Bridging the Gap: Helping People with Aphasia to Compensate for Their Language Difficulties
We’re wrapping up Aphasia Month with another fine post from Dr. Kristy Weissling. You can see her earlier posts here and here. In this post, Kristy shares her thoughts on how SLPs can use AAC supports to help individuals with aphasia compensate for their language difficulties.
In 2010, my colleague, Carrie Prentice, and I talked about the role of both remediation and compensation in the speech rehabilitation programs of people with aphasia. At that time, we were trying to emphasize that at any particular time in the rehabilitation process, from acute care to outpatient rehabilitation, all possible alternatives should be balanced to create an individualized treatment program. Both restorative and compensatory mechanisms are available to therapist throughout this process. We proposed the work of Dixon, Garrett, and Backman (2008) to formulate a framework for discussing compensation. Six mechanisms of compensation were identified in their chapter on principles of compensation in neurorehabilitation. Those six principles can then be applied specifically to speech rehabilitation. Since AAC is often thought of as compensation, this framework broadens the work of the therapist beyond the simple substitution of one skill for another to ideas such as latent skill development and accommodation. I have listed the six mechanisms of compensation according to Dixon et al. below and have given a brief example of the application of those mechanisms to the people with aphasia we may encounter:
- Remediation: Effort or practice is used to recover a skill. This is often put under the category of restoration and seen as separate from compensation. In their model, Dixon et al. see it as a form of compensation. Remediation in the Dixon et al. model would therefore be traditional aphasia therapy – where skills are practiced.
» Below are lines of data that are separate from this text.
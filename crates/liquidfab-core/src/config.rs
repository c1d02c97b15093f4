//! Button and animation configuration.

use crate::animation::Direction;
use crate::error::ConfigError;
use crate::shapes::SerializableColor;
use serde::{Deserialize, Serialize};
use std::path::Path;

/// Timing and engine tuning for the open/close animation.
#[derive(Debug, Clone, PartialEq, Serialize, Deserialize)]
#[serde(default)]
pub struct AnimationConfig {
    /// Per-cell duration of the opening motion, in seconds.
    pub open_duration: f64,
    /// Per-cell duration of the closing motion, in seconds.
    pub close_duration: f64,
    /// Stagger between consecutive cells when opening.
    pub open_delay: f64,
    /// Stagger between consecutive cells when closing.
    pub close_delay: f64,
    pub viscosity: f64,
    /// Small engine threshold as a fraction of the base radius.
    pub small_radius_factor: f64,
    pub small_angle_thresh: f64,
    pub big_angle_thresh: f64,
}

impl Default for AnimationConfig {
    fn default() -> Self {
        Self {
            open_duration: 0.6,
            close_duration: 0.2,
            open_delay: 0.1,
            close_delay: 0.0,
            viscosity: 0.65,
            small_radius_factor: 0.73,
            small_angle_thresh: 0.45,
            big_angle_thresh: 0.55,
        }
    }
}

/// Appearance and behavior of the floating action button.
#[derive(Debug, Clone, PartialEq, Serialize, Deserialize)]
#[serde(default)]
pub struct ButtonConfig {
    pub direction: Direction,
    pub color: SerializableColor,
    /// Cell radius as a fraction of the button width.
    pub cell_radius_ratio: f64,
    /// Rotation of the plus icon when open.
    pub rotation_degrees: f64,
    pub enable_shadow: bool,
    /// Whether tapping the button toggles it.
    pub responsible: bool,
    pub animation: AnimationConfig,
}

impl Default for ButtonConfig {
    fn default() -> Self {
        Self {
            direction: Direction::default(),
            color: SerializableColor::default(),
            cell_radius_ratio: 0.38,
            rotation_degrees: 45.0,
            enable_shadow: true,
            responsible: true,
            animation: AnimationConfig::default(),
        }
    }
}

impl ButtonConfig {
    /// Parse from JSON; missing fields take their defaults.
    pub fn from_json(json: &str) -> Result<Self, ConfigError> {
        let config: Self =
            serde_json::from_str(json).map_err(|e| ConfigError::Parse(e.to_string()))?;
        config.validate()?;
        Ok(config)
    }

    pub fn to_json(&self) -> Result<String, ConfigError> {
        serde_json::to_string_pretty(self).map_err(|e| ConfigError::Parse(e.to_string()))
    }

    /// Load from a JSON file.
    pub fn load(path: &Path) -> Result<Self, ConfigError> {
        let contents = std::fs::read_to_string(path).map_err(|e| ConfigError::Io(e.to_string()))?;
        Self::from_json(&contents)
    }

    /// Reject values the animation cannot run with.
    pub fn validate(&self) -> Result<(), ConfigError> {
        let anim = &self.animation;
        let checks = [
            ("open_duration", anim.open_duration, false),
            ("close_duration", anim.close_duration, false),
            ("open_delay", anim.open_delay, true),
            ("close_delay", anim.close_delay, true),
            ("viscosity", anim.viscosity, true),
            ("small_radius_factor", anim.small_radius_factor, true),
            ("cell_radius_ratio", self.cell_radius_ratio, true),
        ];
        for (name, value, zero_ok) in checks {
            if !value.is_finite() {
                return Err(ConfigError::Invalid(format!("{name} must be finite")));
            }
            if value < 0.0 || (!zero_ok && value == 0.0) {
                return Err(ConfigError::Invalid(format!("{name} = {value} is out of range")));
            }
        }
        for (name, value) in [
            ("small_angle_thresh", anim.small_angle_thresh),
            ("big_angle_thresh", anim.big_angle_thresh),
        ] {
            // The split branch divides by (angle_thresh - CONNECT_THRESH) and the
            // normal branch by (1 - angle_thresh).
            if !(value > crate::engine::CONNECT_THRESH && value < 1.0) {
                return Err(ConfigError::Invalid(format!(
                    "{name} = {value} must lie in (0.3, 1.0)"
                )));
            }
        }
        if !self.rotation_degrees.is_finite() {
            return Err(ConfigError::Invalid("rotation_degrees must be finite".to_string()));
        }
        Ok(())
    }
}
- Substitution of a latent skill: Here a skill that is preserved is used to substitute for a skill that is not. The simplest example of this is teaching better circumlocutions to people with aphasia. Circumlocution is something that is happening and is “there” to use. Using it as compensation for specific word finding deficit makes it different than learning a completely new skill. Another example might be maximizing gestures in a person with aphasia. Using the latent skill of gesturing to substitute for word finding.
- Substitution of a new skill: This type of compensation is what I think of when I think of in traditional AAC device implementation. It is the introduction of something NEW to system (e.g., a book, a device) to help the person with aphasia compensate for something that they can no longer do (use speech to communicate).
- Accommodation: Accommodation occurs when the person with aphasia adjusts their goals or expectations to their abilities. For example rather than announcing all the members of the group over a microphone to take attendance, the person with aphasia might spend some time copying the names onto name tags and providing those to members as they walk in. The name tags not claimed would be those people not in attendance.
- Assimilation: This type of compensation occurs when we train the family or adjust the environment to meet the needs of the person with aphasia. Training the family in partner training strategies is one example of assimilation.
- Neural compensations: This is the natural reorganization (spontaneous recover of sorts) that occurs in the natural course of recovery. While we do not completely understand these mechanisms, information about the mechanisms of neural changes are emerging. Therapists should stay abreast of new research and it’s implications for maximizing the brains natural recovery mechanisms.
As you can see from the list, there are many different ways we can help people with aphasia bridge the gap between their ability levels and their desired goals. We can reach beyond substitution of a new skill and assimilation to emphasis on other compensatory mechanisms. Speech-language programs for people with aphasia should be created to balance all the possible compensatory mechanisms in light of the current research, client preference, and client circumstances including reimbursement mechanisms and other social-emotional strengths and challenges. This leads us back to the idea of Dollaghan (2007) and evidence based practice (EBP). EBP is more than external evidence alone. It is the combination of external evidence, internal evidence, and the preferences of a well-informed patient. The application of the compensatory terminology discussed above also allows us to write about our service in way that expands our documentation of skill in our daily notes. As we search the external evidence we should be aware of the various compensatory mechanisms that we might consider as we search for the best match between the person with aphasia and the mechanisms and techniques available.
Dollaghan, C. A. (2007). The handbook for evidence-based practice in communication disorders. Baltimore: Brookes.
Weissling, K., & Prentice, C. (2010). The timing of remediation and compensation rehabilitation programs for individuals with acquired brain injuries: Opening the conversation. Perspectives in AAC, 19 (3), 87-96.